===== Records provided =====
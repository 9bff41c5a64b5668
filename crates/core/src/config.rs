use std::env;
use std::fmt;
use std::fs;
use std::path::{Path, PathBuf};
use std::time::Duration;

use serde::Deserialize;

use crate::error::{ChronicleError, Result};

pub const DEFAULT_REGION: &str = "us";
pub const INGESTION_API_HOST: &str = "malachiteingestion-pa.googleapis.com";
pub const REFERENCE_LIST_API_HOST: &str = "backstory.googleapis.com";
pub const SIZE_THRESHOLD_BYTES: usize = 950_000;
pub const LOG_BATCH_SIZE: usize = 100;

#[derive(Clone, PartialEq)]
pub struct Config {
    pub customer_id: String,
    pub region: String,
    pub namespace: Option<String>,
    pub service_account: Option<String>,
    pub service_account_file: Option<PathBuf>,
    pub access_token: Option<String>,
    pub scheme: String,
    pub ingestion_host: String,
    pub reference_list_host: String,
    pub size_threshold_bytes: usize,
    pub log_batch_size: usize,
    pub request_timeout: Duration,
}

impl Default for Config {
    fn default() -> Self {
        Self {
            customer_id: String::new(),
            region: DEFAULT_REGION.to_string(),
            namespace: None,
            service_account: None,
            service_account_file: None,
            access_token: None,
            scheme: "https".to_string(),
            ingestion_host: INGESTION_API_HOST.to_string(),
            reference_list_host: REFERENCE_LIST_API_HOST.to_string(),
            size_threshold_bytes: SIZE_THRESHOLD_BYTES,
            log_batch_size: LOG_BATCH_SIZE,
            request_timeout: Duration::from_secs(60),
        }
    }
}

// Credentials never go to logs.
impl fmt::Debug for Config {
    fn fmt(&self, f: &mut fmt::Formatter<'_>) -> fmt::Result {
        f.debug_struct("Config")
            .field("customer_id", &self.customer_id)
            .field("region", &self.region)
            .field("namespace", &self.namespace)
            .field(
                "service_account",
                &self.service_account.as_ref().map(|_| "<redacted>"),
            )
            .field("service_account_file", &self.service_account_file)
            .field(
                "access_token",
                &self.access_token.as_ref().map(|_| "<redacted>"),
            )
            .field("scheme", &self.scheme)
            .field("ingestion_host", &self.ingestion_host)
            .field("reference_list_host", &self.reference_list_host)
            .field("size_threshold_bytes", &self.size_threshold_bytes)
            .field("log_batch_size", &self.log_batch_size)
            .field("request_timeout", &self.request_timeout)
            .finish()
    }
}

impl Config {
    pub fn load() -> Result<Self> {
        let mut cfg = Self::default();
        let config_path = config_file_path();
        if let Some(file_overrides) = load_file_overrides(&config_path)? {
            apply_overrides(&mut cfg, file_overrides, "config file")?;
        }
        let env_overrides = load_env_overrides()?;
        apply_overrides(&mut cfg, env_overrides, "environment")?;
        Ok(cfg)
    }

    pub fn validate(&self) -> Result<()> {
        if self.customer_id.trim().is_empty() {
            return Err(ChronicleError::Config(
                "customer_id is required (set CHRONICLE_CUSTOMER_ID)".to_string(),
            ));
        }
        if self.size_threshold_bytes == 0 {
            return Err(ChronicleError::Config(
                "size_threshold_bytes must be greater than zero".to_string(),
            ));
        }
        if self.log_batch_size == 0 {
            return Err(ChronicleError::Config(
                "log_batch_size must be greater than zero".to_string(),
            ));
        }
        Ok(())
    }

    /// Namespace to stamp on requests; blank values count as unset.
    pub fn effective_namespace(&self) -> Option<&str> {
        self.namespace
            .as_deref()
            .map(str::trim)
            .filter(|ns| !ns.is_empty())
    }

    /// Pre-issued bearer token, when one is configured instead of a service account.
    pub fn effective_access_token(&self) -> Option<&str> {
        self.access_token
            .as_deref()
            .map(str::trim)
            .filter(|t| !t.is_empty())
    }

    /// Raw service account JSON, inline value first, then the key file.
    pub fn service_account_json(&self) -> Result<String> {
        if let Some(raw) = self.service_account.as_ref().filter(|s| !s.trim().is_empty()) {
            return Ok(raw.clone());
        }
        if let Some(path) = &self.service_account_file {
            return fs::read_to_string(path).map_err(|e| {
                ChronicleError::Config(format!(
                    "failed reading service account {}: {e}",
                    path.display()
                ))
            });
        }
        Err(ChronicleError::Config(
            "no service account configured (set CHRONICLE_SERVICE_ACCOUNT or CHRONICLE_SERVICE_ACCOUNT_FILE)"
                .to_string(),
        ))
    }
}

#[derive(Debug, Default, Deserialize)]
struct ConfigOverrides {
    customer_id: Option<String>,
    region: Option<String>,
    namespace: Option<String>,
    service_account: Option<String>,
    service_account_file: Option<PathBuf>,
    access_token: Option<String>,
    scheme: Option<String>,
    ingestion_host: Option<String>,
    reference_list_host: Option<String>,
    size_threshold_bytes: Option<usize>,
    log_batch_size: Option<usize>,
    request_timeout: Option<String>,
}

fn config_file_path() -> PathBuf {
    if let Ok(path) = env::var("CHRONICLE_CONFIG") {
        return PathBuf::from(path);
    }

    let home = env::var("HOME").unwrap_or_else(|_| ".".to_string());
    let config_home = env::var("XDG_CONFIG_HOME")
        .map(PathBuf::from)
        .unwrap_or_else(|_| PathBuf::from(home).join(".config"));
    config_home.join("chronicle/config.toml")
}

fn load_file_overrides(path: &Path) -> Result<Option<ConfigOverrides>> {
    if !path.exists() {
        return Ok(None);
    }

    let raw = fs::read_to_string(path)
        .map_err(|e| ChronicleError::Config(format!("failed reading {}: {e}", path.display())))?;
    let parsed: ConfigOverrides = toml::from_str(&raw)
        .map_err(|e| ChronicleError::Config(format!("failed parsing {}: {e}", path.display())))?;
    Ok(Some(parsed))
}

fn load_env_overrides() -> Result<ConfigOverrides> {
    Ok(ConfigOverrides {
        customer_id: env::var("CHRONICLE_CUSTOMER_ID").ok(),
        region: env::var("CHRONICLE_REGION").ok(),
        namespace: env::var("CHRONICLE_NAMESPACE").ok(),
        service_account: env::var("CHRONICLE_SERVICE_ACCOUNT").ok(),
        service_account_file: env::var("CHRONICLE_SERVICE_ACCOUNT_FILE")
            .ok()
            .map(PathBuf::from),
        access_token: env::var("CHRONICLE_ACCESS_TOKEN").ok(),
        scheme: env::var("CHRONICLE_SCHEME").ok(),
        ingestion_host: env::var("CHRONICLE_INGESTION_HOST").ok(),
        reference_list_host: env::var("CHRONICLE_REFERENCE_LIST_HOST").ok(),
        size_threshold_bytes: parse_env_usize("CHRONICLE_SIZE_THRESHOLD_BYTES")?,
        log_batch_size: parse_env_usize("CHRONICLE_LOG_BATCH_SIZE")?,
        request_timeout: env::var("CHRONICLE_REQUEST_TIMEOUT").ok(),
    })
}

fn parse_env_usize(key: &str) -> Result<Option<usize>> {
    match env::var(key) {
        Ok(v) => Ok(Some(v.trim().parse::<usize>().map_err(|e| {
            ChronicleError::Config(format!("bad {key} in environment: {e}"))
        })?)),
        Err(_) => Ok(None),
    }
}

fn apply_overrides(cfg: &mut Config, overrides: ConfigOverrides, source: &str) -> Result<()> {
    if let Some(v) = overrides.customer_id {
        cfg.customer_id = v;
    }
    if let Some(v) = overrides.region {
        cfg.region = v;
    }
    if let Some(v) = overrides.namespace {
        cfg.namespace = Some(v);
    }
    if let Some(v) = overrides.service_account {
        cfg.service_account = Some(v);
    }
    if let Some(v) = overrides.service_account_file {
        cfg.service_account_file = Some(v);
    }
    if let Some(v) = overrides.access_token {
        cfg.access_token = Some(v);
    }
    if let Some(v) = overrides.scheme {
        cfg.scheme = v;
    }
    if let Some(v) = overrides.ingestion_host {
        cfg.ingestion_host = v;
    }
    if let Some(v) = overrides.reference_list_host {
        cfg.reference_list_host = v;
    }
    if let Some(v) = overrides.size_threshold_bytes {
        cfg.size_threshold_bytes = v;
    }
    if let Some(v) = overrides.log_batch_size {
        cfg.log_batch_size = v;
    }
    if let Some(v) = overrides.request_timeout {
        cfg.request_timeout = humantime::parse_duration(&v).map_err(|e| {
            ChronicleError::Config(format!("bad request_timeout in {source}: {e} (value={v})"))
        })?;
    }
    Ok(())
}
=====
Print only the lines that run from the start of the listing to the line bearing "pub const REFERENCE_LIST_API_HOST: &str"; please keep the first line and that last one, exactly as they appear.

* _The completed task_:
repository 9bff41c5a64b5668
filename crates/core/src/config.rs
use std::env;
use std::fmt;
use std::fs;
use std::path::{Path, PathBuf};
use std::time::Duration;

use serde::Deserialize;

use crate::error::{ChronicleError, Result};

pub const DEFAULT_REGION: &str = "us";
pub const INGESTION_API_HOST: &str = "malachiteingestion-pa.googleapis.com";
pub const REFERENCE_LIST_API_HOST: &str = "backstory.googleapis.com";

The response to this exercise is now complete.